Saídos de uma estrondosa derrota eleitoral, PSD e CDS analisaram os resultados e garantem que deles souberam retirar as devidas lições. O que concluíram então? No PSD, considera-se que é preciso passar a mensagem aos eleitores “até à exaustão” – como quem acredita que a escassez de votos teve raiz em falhas de comunicação. No CDS, a estratégia consiste agora em abandonar o discurso ideológico (e mais conservador) da campanha de Nuno Melo e adoptar um estilo mais pragmático de propostas concretas. Ora, ambos falham no diagnóstico. O problema do PSD não está na comunicação da mensagem, mas na ausência de uma mensagem. O problema do CDS não começou na campanha de Nuno Melo às europeias, mas há dois anos quando fixou o objectivo de liderar a direita portuguesa sem exibir um projecto político para o país. Ou seja, PSD e CDS sofrem de um mal comum: pedem votos mas não oferecem uma resposta à pergunta fundamental – quem é que PSD e CDS representam e que visão defendem para o país? É este o ponto onde Rui Rio e Assunção Cristas estão a falhar: antes de ser eleitoral, o vazio da direita é intelectual, cultural e político.

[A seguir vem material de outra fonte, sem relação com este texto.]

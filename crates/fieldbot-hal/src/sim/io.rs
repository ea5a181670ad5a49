//! Simulation-backed implementations of the backend contracts.
//!
//! Every backend holds a clone of the same [`SimWorldHandle`], so commands
//! land in one world and readings come back from it.

use fieldbot_types::Rotation2d;

use super::SimWorldHandle;
use crate::io::{
    FlywheelInputs, FlywheelIo, GyroInputs, GyroIo, IntakeInputs, IntakeIo, ModuleInputs,
    ModuleIo, ModuleState,
};

pub struct GyroIoSim {
    world: SimWorldHandle,
}

impl GyroIoSim {
    pub fn new(world: SimWorldHandle) -> Self {
        Self { world }
    }
}

impl GyroIo for GyroIoSim {
    fn update_inputs(&mut self, inputs: &mut GyroInputs) {
        let world = self.world.borrow();
        let gyro = world.drive.gyro();
        inputs.connected = true;
        inputs.yaw = gyro.yaw();
        inputs.yaw_velocity = gyro.yaw_rate();
    }

    fn reset_yaw(&mut self, yaw: Rotation2d) {
        self.world.borrow_mut().drive.gyro_mut().reset(yaw);
    }
}

pub struct ModuleIoSim {
    world: SimWorldHandle,
    index: usize,
}

impl ModuleIoSim {
    pub fn new(world: SimWorldHandle, index: usize) -> Self {
        Self { world, index }
    }
}

impl ModuleIo for ModuleIoSim {
    fn update_inputs(&mut self, inputs: &mut ModuleInputs) {
        let world = self.world.borrow();
        if let Some(module) = world.drive.module(self.index) {
            inputs.drive_position_m = module.position_m();
            inputs.drive_velocity_mps = module.speed_mps();
            inputs.drive_applied_volts = module.applied_volts();
            inputs.steer_angle = module.angle();
        }
    }

    fn set_target(&mut self, state: ModuleState) {
        if let Some(module) = self.world.borrow_mut().drive.module_mut(self.index) {
            module.set_target(state);
        }
    }

    fn set_drive_voltage(&mut self, volts: f64) {
        if let Some(module) = self.world.borrow_mut().drive.module_mut(self.index) {
            module.set_drive_voltage(volts);
        }
    }
}

pub struct FlywheelIoSim {
    world: SimWorldHandle,
}

impl FlywheelIoSim {
    pub fn new(world: SimWorldHandle) -> Self {
        Self { world }
    }
}

impl FlywheelIo for FlywheelIoSim {
    fn update_inputs(&mut self, inputs: &mut FlywheelInputs) {
        let world = self.world.borrow();
        inputs.position_rad = world.flywheel.position_rad();
        inputs.velocity_rad_per_sec = world.flywheel.velocity_rad_per_sec();
        inputs.applied_volts = world.flywheel.applied_volts();
    }

    fn set_voltage(&mut self, volts: f64) {
        self.world.borrow_mut().flywheel.set_voltage(volts);
    }

    fn set_velocity(&mut self, rad_per_sec: f64, _ff_volts: f64) {
        self.world.borrow_mut().flywheel.set_velocity(rad_per_sec);
    }

    fn stop(&mut self) {
        self.world.borrow_mut().flywheel.coast();
    }
}

/// Intake attached to the simulated drivetrain body.  Launching hands the
/// held note to the arena as a projectile.
pub struct IntakeIoSim {
    world: SimWorldHandle,
}

impl IntakeIoSim {
    pub fn new(world: SimWorldHandle) -> Self {
        Self { world }
    }
}

impl IntakeIo for IntakeIoSim {
    fn update_inputs(&mut self, inputs: &mut IntakeInputs) {
        let world = self.world.borrow();
        inputs.note_detected = world.intake.holding_note();
        inputs.applied_volts = if world.intake.is_running() {
            crate::hardware::INTAKE_VOLTS
        } else {
            0.0
        };
    }

    fn set_running(&mut self, running: bool) {
        self.world.borrow_mut().intake.set_running(running);
    }

    fn launch_note(&mut self) {
        self.world.borrow_mut().launch_note();
    }
}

Recuemos 10 anos. Em 2009, a crise internacional e os erros do governo PS na promoção de mais endividamento do Estado afundaram as contas públicas. Nessa altura, PSD e CDS assumiram-se como os bastiões de reformas estruturais da economia, no sentido de prevenir que Portugal caísse no buraco negro da bancarrota. Mais: a direita propôs libertar a sociedade portuguesa do plano de domínio encabeçado por Sócrates. Sim, ambos os objectivos falharam porque PSD e CDS perderam as eleições legislativas desse ano. Mas, apesar da derrota, construíram o projecto político que guiou a sua actuação nos dois anos seguintes e com o qual se apresentaram a votos em 2011, nessa altura já com o debate temperado pelas propostas liberais de Passos Coelho (publicadas em livro). Gostasse-se dele ou não, existia um projecto político perceptível.

Nos anos de governo PSD-CDS (2011-2015), foi naturalmente esse projecto político que enquadrou o posicionamento da direita parlamentar – com virtudes e com erros próprios de quem governa num contexto tão ingrato quanto aquele. Foi também esse projecto político que deu substância à coligação “Portugal à Frente”, que venceu as eleições legislativas (2015) contra as expectativas gerais. E, por fim, foi esse projecto político que forçou a esquerda (no limiar da sobrevivência) a forjar uma improvável geringonça – que desse poder ao PS, que travasse privatizações e que salvasse os sindicatos do PCP.

Hoje, em 2019, esse projecto político está esgotado. Sucumbiu há dois anos quando, através de Mário Centeno, o governo PS vestiu a camisola do Eurogrupo, das contas certas e dos défices baixos. Não que o projecto fosse apenas isso, mas a trave-mestra do discurso de PSD e CDS foi absorvida pelo governo. E, portanto, desde 2017, PSD e CDS deixaram de ter uma oferta estruturalmente diferenciadora, ficando sem guião – não só nada de concreto têm a dizer ao seu eleitorado como a sua própria actuação deixou de estar enquadrada por alguma coerência. O desnorte no caso da reposição do tempo congelado nas carreiras dos professores foi a prova mais espectacular: PSD e CDS fizeram um cálculo táctico errado, sim, mas que só foi concebível na cabeça das suas lideranças porque, precisamente, não existe uma orientação política que estabeleça um rumo e linhas vermelhas. Afinal, só anda aos ziguezagues quem não se sabe para onde quer ir.

Esse vazio de projecto político já não tem como ser preenchido a tempo de ir a votos. Mas é agora, a 4 meses das eleições legislativas, que PSD e CDS terão de decidir como pretendem sair da noite eleitoral de Outubro e em que condições farão essa necessária refundação da direita: sozinhos e derrotados, ou juntos e, eventualmente, vitoriosos? Porque é possível repetir o resultado eleitoral de 2015: vencer e pressionar o PS a formar uma coligação de derrotados (como a geringonça o é). Porque, no curto prazo, uma união das direitas seria uma prova de vida e a forma mais eficaz de mobilizar o eleitorado – não será com propostas sectoriais avulsas, mesmo que interessantes, que a direita se irá reabilitar. E porque uma grande coligação estabeleceria a base política para a refundação que ocupará a direita a partir de 2020 – uma reflexão que só fará sentido se envolver todos, dos sociais-democratas aos centristas, dos conservadores aos liberais. É esta grande coligação um cenário muito improvável no actual contexto? Sem dúvida que sim. Mas são momentos como estes, em que o caminho certo é o mais arrojado, que definem as lideranças. Estarão Rui Rio e Assunção Cristas à altura?